I asked him to try both the water kefir and the kombucha, but his answer was simple: no!


I have not tried asking again.

By October of last year, we had our definitive answer on what was wrong with my youngest, without any further testing.

We ended up that it was not Fructmal at all. Got set up for an upper endoscopy... the wait time was 6 weeks, got a call last week that moved us up to this week though. Endoscopy was yesterday. Very nerve wracking but we know a bit more about where we stand.

Hiatial hernia and small hole in the diaphragm/esophagus. Some iron/ferritin deficiency... and we're waiting on the rest of the blood tests they had to stick him in the foot for, plus the biopsies from his esophagus, diaphragm, stomach and duodenum.

From what I am reading about hiatial hernias, we did well to remove milk products in March/April, but we need to remove/reduce some other items. I will have to see if we are or are not facing surgery in the future.

This is very nerve wracking and sad at the same time to have an almost 3 yr old facing all of this.

So, here we are a year later and a crazy amount of sorting and printing of recipes later, and a blog to keep me accountable. We are back to dairy products, though trying to limit it some (he is however drinking milk almost daily as of this month) - and we are more GAPS than I would have forsaw last year.

We were given a gift of a food processor/blender which I love and use almost daily, and our kitchen is being re-arranged to be come more efficient. We also are having some success rearranging the house and getting rid of some of our excess items.  I'm trying to do 2 GAPS meals a day, and we are keeping up with bone broth two to three times a month. I make meat broth every other month when I take a few chickens and boil them. I then de-bone the chickens and strain the broth off of it and freeze each one in baggies for use later on in the month.  Hopefully I can post about that later.

I didn't write about my health issues in all of this, as I was more terrified of what was going on with the children and my husband than I was about myself. By last summer, I was undergoing testing at my primary care physician's office and found out that my iron was very low. It was the lowest it had ever been, so we were going to pursue iron infusions in September. Between September and November, I was at one or another doctor's office every week.  We were at the doctor so much, I forgot to schedule my yearly appointment at my OB/GYN. In fact, now that I think of it, the same thing happened in 2011, and I've missed two appointments with him.

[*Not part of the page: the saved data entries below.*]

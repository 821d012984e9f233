//! The working set of known forms and the subset selected for automation.
//!
//! Represented as a keyed mapping (form id → descriptor + selected flag)
//! kept in insertion order, so script output is reproducible across runs.

use crate::types::{FormDescriptor, FormId};

#[derive(Debug, Clone, PartialEq, Eq)]
struct Entry {
    form: FormDescriptor,
    selected: bool,
}

/// Ordered collection of known forms with a derived "selected" subset.
///
/// Two mutation paths exist by contract:
/// - [`SelectionSet::load`] replaces the working set wholesale and resets
///   every selection flag (used when a new source is chosen).
/// - [`SelectionSet::merge`] reconciles a refreshed listing with the
///   existing set, preserving flags for ids that survive.
#[derive(Debug, Clone, Default, PartialEq, Eq)]
pub struct SelectionSet {
    entries: Vec<Entry>,
}

impl SelectionSet {
    pub fn new() -> Self {
        Self::default()
    }

    /// Build a set from an initial listing, all forms unselected.
    pub fn from_forms(forms: Vec<FormDescriptor>) -> Self {
        let mut set = Self::new();
        set.load(forms);
        set
    }

    /// Replace the working set wholesale. All selection flags reset.
    pub fn load(&mut self, forms: Vec<FormDescriptor>) {
        self.entries = forms
            .into_iter()
            .map(|form| Entry {
                form,
                selected: false,
            })
            .collect();
    }

    /// Reconcile a refreshed listing with the existing set.
    ///
    /// Descriptors for surviving ids are updated in place (a rename on the
    /// remote side propagates); their selection flag is preserved. Forms
    /// absent from `forms` are retained as-is. New forms are appended
    /// unselected, in listing order.
    pub fn merge(&mut self, forms: Vec<FormDescriptor>) {
        for form in forms {
            match self.entries.iter_mut().find(|e| e.form.id == form.id) {
                Some(entry) => entry.form = form,
                None => self.entries.push(Entry {
                    form,
                    selected: false,
                }),
            }
        }
    }

    /// The working set filtered to the selection flag, in insertion order.
    pub fn selected_forms(&self) -> Vec<FormDescriptor> {
        self.entries
            .iter()
            .filter(|e| e.selected)
            .map(|e| e.form.clone())
            .collect()
    }

    /// Every known form, in insertion order, with its selection flag.
    pub fn iter(&self) -> impl Iterator<Item = (&FormDescriptor, bool)> {
        self.entries.iter().map(|e| (&e.form, e.selected))
    }

    /// Flag a form as selected. Returns `false` if the id is unknown.
    pub fn select(&mut self, id: &FormId) -> bool {
        self.set_selected(id, true)
    }

    /// Clear a form's selection flag. Returns `false` if the id is unknown.
    pub fn deselect(&mut self, id: &FormId) -> bool {
        self.set_selected(id, false)
    }

    pub fn is_selected(&self, id: &FormId) -> bool {
        self.entries
            .iter()
            .any(|e| e.form.id == *id && e.selected)
    }

    pub fn contains(&self, id: &FormId) -> bool {
        self.entries.iter().any(|e| e.form.id == *id)
    }

    pub fn len(&self) -> usize {
        self.entries.len()
    }

    pub fn is_empty(&self) -> bool {
        self.entries.is_empty()
    }

    fn set_selected(&mut self, id: &FormId, selected: bool) -> bool {
        match self.entries.iter_mut().find(|e| e.form.id == *id) {
            Some(entry) => {
                entry.selected = selected;
                true
            }
            None => false,
        }
    }
}

// ---------------------------------------------------------------------------
// Tests
// ---------------------------------------------------------------------------
//! `formflow config` — application-wide settings.

use std::path::PathBuf;

use anyhow::{Context, Result};
use clap::Subcommand;
use colored::Colorize;

use formflow_core::{
    prefs::{scope, FilePrefs, KEY_STORAGE_DIR, KEY_STORE_PASSWORDS},
    PreferenceStore,
};

#[derive(Subcommand, Debug)]
pub enum ConfigCommand {
    /// Set the shared storage directory all generated commands operate on.
    SetStorageDir { dir: PathBuf },

    /// Consent (or revoke consent) to persisting endpoint passwords.
    SetStorePasswords { value: bool },

    /// Print the current application settings.
    Show,
}

pub fn run(command: ConfigCommand) -> Result<()> {
    let mut app = FilePrefs::open(scope::APP).context("cannot open application preferences")?;

    match command {
        ConfigCommand::SetStorageDir { dir } => {
            app.put(KEY_STORAGE_DIR, &dir.to_string_lossy())
                .context("cannot save storage directory")?;
            println!("{} storage directory set to {}", "✓".green(), dir.display());
        }
        ConfigCommand::SetStorePasswords { value } => {
            app.put(KEY_STORE_PASSWORDS, if value { "true" } else { "false" })
                .context("cannot save consent flag")?;
            let note = if value {
                "passwords will be persisted with source configurations"
            } else {
                "passwords will be dropped when persisting source configurations"
            };
            println!("{} {note}", "✓".green());
        }
        ConfigCommand::Show => {
            match app.get(KEY_STORAGE_DIR) {
                Some(dir) => println!("storage directory: {dir}"),
                None => println!("storage directory: (unset)"),
            }
            println!("store passwords:   {}", app.get_flag(KEY_STORE_PASSWORDS));
        }
    }
    Ok(())
}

Whoops.

So, as soon as things calm a little here, we need to a) schedule another appointment for a swallow study, and b) schedule me an appointment, and bring all the information I have from my PCP to let the OB/GYN know what has been going on. Maybe I won't get too stern a talking to? One can always hope, right?

In June of last year, my husband and I celebrated our 5th anniversary. (we have two, but that was our 5th for the church wedding - long story there!)  When we came back, we saw that there was a gym being built in the City I pick him up at from time to time when he comes home from work. It was not too far for us to drive to daily, and the price for a yearly contract wasn't bad. They'd have pool-related sports, a lovely indoor gym with machines, Zumba, Aerobics, Yoga.. you name it. We signed up.

They opened their doors the last weekend of September, and I began going in October 4-5 days a week. I took a break in December when everyone was so sick, and I began back this month, as I got sick and was unable to go in January and February. I'm back to 2-3 times a week, and I've been thoroughly enjoying my yoga classes.  I've not lost any pounds, but I have lost one dress size.

We've changed our diet almost entirely, though my husband is still sneaking around and buying sweets or chips here and there. It's a work in progress!

I hope and pray if you have made the choice for the GAPS diet, or perhaps Paleo/Primal, that your trip to the diet was not as eventful as ours, or as stressful and heart-wrenching. I'm still reading up on the GAPS and Paleo/Primal diet. Next on my list is The Whole 30 Book. A lovely lady gifted me a copy, and I've not had time to read it yet.

This is our story. Your mileage may vary.  What brought you to the GAPS diet?